Soil bacteria reveal it takes about 40 years to rehabilitate former mine sites

South32’s Worsley Alumina bauxite mine. (Image courtesy of Flinders University).

Researchers at Flinders University are using high-throughput sequencing of soil eDNA to track progress and predict timeframes for post-mining recovery by looking at patterns in soil microbial communities.

In a paper published in the Journal of Environmental Management, the scientists explain how they examined changes in soil bacteria following revegetation at three case study mine sites in southwest Western Australia.

The first mine in question was Alcoa’s Huntly bauxite site. There, the post-mining chronosequence sites sampled in 2016 captured rehabilitation ages from 2–29 years. The adjacent reference forest allows to track how the rehabilitation sites are performing.

The second mine was Iluka Resource’s Eneabba mineral sands mine site, where sampling data from 2019 captured rehabilitation ages from 7–38 years, a wide gap that responds to the variability in topsoil storage time and mulching practices.

The third mine was South32’s Worsley Alumina bauxite mine site. There, samples were collected in October and December 2019 and captured rehabilitation ages from 2–28 years old.

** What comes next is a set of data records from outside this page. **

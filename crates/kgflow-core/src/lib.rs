//! kgflow core - DTOs, configuration and error handling

pub mod config;
pub mod error;
pub mod types;

pub use config::{ConnectivityProbe, KgflowConfig};
pub use error::{Error, Result};
pub use types::*;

Soil bacteria reveal it takes about 40 years to rehabilitate former mine sites
(Image courtesy of Flinders University).

According to the researchers, soil microbes are fundamentally linked to the restoration of these degraded ecosystems, helping to underpin ecological functions and plant communities.

With this work, the Flinders team was able to demonstrate a new approach that compared the similarity of rehabilitated soil bacterial communities to nearby reference sites, representing the desired target natural ecosystem.

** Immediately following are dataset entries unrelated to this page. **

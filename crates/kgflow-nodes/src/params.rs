//! Parameter resolution for one input item.
//!
//! Adapters read typed values through [`ItemContext`]. Auto-detected
//! parameters follow a [`Detect`] chain: explicit host value, then the
//! listed input-item fields in order, then the fallback.

use chrono::{SecondsFormat, Utc};
use kgflow_api::{GraphApi, Host};
use kgflow_core::{Error, Message, Result};
use serde_json::Value;
use std::str::FromStr;

static NULL: Value = Value::Null;

/// What to use when neither the host nor the input item supplies a value.
#[derive(Clone, Copy, Debug, PartialEq, Eq)]
pub enum Fallback {
    /// No value is an error.
    Required,
    /// Empty string.
    Empty,
    Text(&'static str),
    /// Current time, ISO-8601 UTC with milliseconds.
    Now,
    /// `{workflowId}_{executionId}`
    ExecutionScoped,
}

/// Ordered alias chain for one parameter.
#[derive(Clone, Copy, Debug)]
pub struct Detect {
    pub aliases: &'static [&'static str],
    pub fallback: Fallback,
}

impl Detect {
    pub const fn new(aliases: &'static [&'static str], fallback: Fallback) -> Self {
        Self { aliases, fallback }
    }
}

pub fn iso_now() -> String {
    Utc::now().to_rfc3339_opts(SecondsFormat::Millis, true)
}

pub fn epoch_millis() -> i64 {
    Utc::now().timestamp_millis()
}

/// Empty strings, zero, false and null do not count as a value.
pub fn is_truthy(v: &Value) -> bool {
    match v {
        Value::Null => false,
        Value::Bool(b) => *b,
        Value::Number(n) => n.as_f64().is_some_and(|f| f != 0.0),
        Value::String(s) => !s.is_empty(),
        Value::Array(_) | Value::Object(_) => true,
    }
}

fn to_text(v: &Value) -> String {
    match v {
        Value::String(s) => s.clone(),
        Value::Null => String::new(),
        other => other.to_string(),
    }
}

fn to_u32(name: &str, v: &Value) -> Result<u32> {
    let n = match v {
        Value::Number(n) => n.as_f64(),
        Value::String(s) => s.trim().parse::<f64>().ok(),
        _ => None,
    }
    .ok_or_else(|| Error::invalid_parameter(name, format!("expected a number, got {}", v)))?;
    if n < 0.0 || n.fract() != 0.0 || n > u32::MAX as f64 {
        return Err(Error::invalid_parameter(
            name,
            format!("expected a non-negative integer, got {}", n),
        ));
    }
    Ok(n as u32)
}

/// Parameter access for item `index` of the current invocation.
pub struct ItemContext<'a> {
    host: &'a dyn Host,
    index: usize,
}

impl<'a> ItemContext<'a> {
    pub fn new(host: &'a dyn Host, index: usize) -> Self {
        Self { host, index }
    }

    pub fn host(&self) -> &'a dyn Host {
        self.host
    }

    pub fn api(&self) -> GraphApi<'a> {
        GraphApi::new(self.host)
    }

    /// The input item's JSON.
    pub fn item(&self) -> &'a Value {
        self.host.input_items().get(self.index).unwrap_or(&NULL)
    }

    /// Value the host holds for `name`, if any and non-empty.
    fn configured(&self, name: &str) -> Result<Option<Value>> {
        let v = self
            .host
            .get_parameter(name, self.index, Some(Value::Null))?;
        Ok(if v.is_null() || v == Value::String(String::new()) {
            None
        } else {
            Some(v)
        })
    }

    /// Required string. Blank counts as missing.
    pub fn string(&self, name: &str) -> Result<String> {
        match self.configured(name)? {
            Some(v) => Ok(to_text(&v)),
            None => Err(Error::missing(name)),
        }
    }

    pub fn string_or(&self, name: &str, default: &str) -> Result<String> {
        Ok(self
            .configured(name)?
            .map(|v| to_text(&v))
            .unwrap_or_else(|| default.to_string()))
    }

    pub fn u32_or(&self, name: &str, default: u32) -> Result<u32> {
        match self.configured(name)? {
            Some(v) => to_u32(name, &v),
            None => Ok(default),
        }
    }

    pub fn u32_opt(&self, name: &str) -> Result<Option<u32>> {
        self.configured(name)?.map(|v| to_u32(name, &v)).transpose()
    }

    /// Parse an enum-like parameter, falling back to `T::default()`.
    pub fn parse_or_default<T>(&self, name: &str) -> Result<T>
    where
        T: FromStr<Err = Error> + Default,
    {
        match self.configured(name)? {
            Some(v) => to_text(&v).parse(),
            None => Ok(T::default()),
        }
    }

    /// Resolve an auto-detected parameter.
    pub fn detect(&self, name: &str, detect: &Detect) -> Result<String> {
        if let Some(v) = self.configured(name)?.filter(is_truthy) {
            return Ok(to_text(&v));
        }
        let item = self.item();
        if let Some(v) = detect
            .aliases
            .iter()
            .filter_map(|alias| item.get(*alias))
            .find(|v| is_truthy(v))
        {
            return Ok(to_text(v));
        }
        match detect.fallback {
            Fallback::Required => Err(Error::missing(name)),
            Fallback::Empty => Ok(String::new()),
            Fallback::Text(s) => Ok(s.to_string()),
            Fallback::Now => Ok(iso_now()),
            Fallback::ExecutionScoped => Ok(format!(
                "{}_{}",
                self.host.workflow_id(),
                self.host.execution_id()
            )),
        }
    }

    /// Message history. Accepts a plain array or the form shape
    /// `{"message": [...]}`; absent means empty.
    pub fn messages(&self, name: &str) -> Result<Vec<Message>> {
        let raw = match self.configured(name)? {
            Some(Value::Object(mut map)) => map.remove("message").unwrap_or(Value::Null),
            Some(v) => v,
            None => return Ok(Vec::new()),
        };
        match raw {
            Value::Null => Ok(Vec::new()),
            Value::Array(_) => serde_json::from_value(raw)
                .map_err(|e| Error::invalid_parameter(name, e.to_string())),
            other => Err(Error::invalid_parameter(
                name,
                format!("expected a list of messages, got {}", other),
            )),
        }
    }
}

#[cfg(test)]
mod tests {
    use super::*;

    #[test]
    fn truthiness() {
        assert!(!is_truthy(&Value::Null));
        assert!(!is_truthy(&serde_json::json!("")));
        assert!(!is_truthy(&serde_json::json!(0)));
        assert!(!is_truthy(&serde_json::json!(false)));
        assert!(is_truthy(&serde_json::json!("x")));
        assert!(is_truthy(&serde_json::json!(3)));
        assert!(is_truthy(&serde_json::json!({})));
    }

    #[test]
    fn numbers_from_strings_and_floats() {
        assert_eq!(to_u32("n", &serde_json::json!(5)).unwrap(), 5);
        assert_eq!(to_u32("n", &serde_json::json!(5.0)).unwrap(), 5);
        assert_eq!(to_u32("n", &serde_json::json!(" 12 ")).unwrap(), 12);
        assert!(to_u32("n", &serde_json::json!(-1)).is_err());
        assert!(to_u32("n", &serde_json::json!(2.5)).is_err());
        assert!(to_u32("n", &serde_json::json!("many")).is_err());
    }

    #[test]
    fn iso_now_shape() {
        let ts = iso_now();
        assert!(ts.ends_with('Z'));
        assert!(chrono::DateTime::parse_from_rfc3339(&ts).is_ok());
        assert_eq!(ts.len(), "2024-01-01T00:00:00.000Z".len());
    }

    #[test]
    fn text_conversion() {
        assert_eq!(to_text(&serde_json::json!("a")), "a");
        assert_eq!(to_text(&serde_json::json!(7)), "7");
        assert_eq!(to_text(&serde_json::json!({"k": 1})), r#"{"k":1}"#);
    }
}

The research offered a significant step forward in the development of quantitative microbiota-based metrics for measuring rehabilitation success.

“After quite a complex analysis we saw simple patterns emerge. Over time, the rehabilitation sites were increasing in their similarity to the target ecosystems,” Craig Liddicoat, lead author of the paper, said in a media statement.

“The key was recognizing that natural ecosystems from just a single location can be quite variable, and that variation needs to be accounted for if we are monitoring the progress of ecosystem recovery towards a target outcome.”

Liddicoat highlighted the fact that his analyses showed that effective rehabilitation can set up a predictable trajectory of recovery, and that, at least in the examples he studied, it can take 40-60 years to reach the target.

“Restoration is technically challenging and requires considerable investment with a broad base of evidence to give the best chance of success,” Liddicoat said. “We recommend our new method to restoration managers who are considering how to incorporate soil biology into their ecological monitoring toolkit.”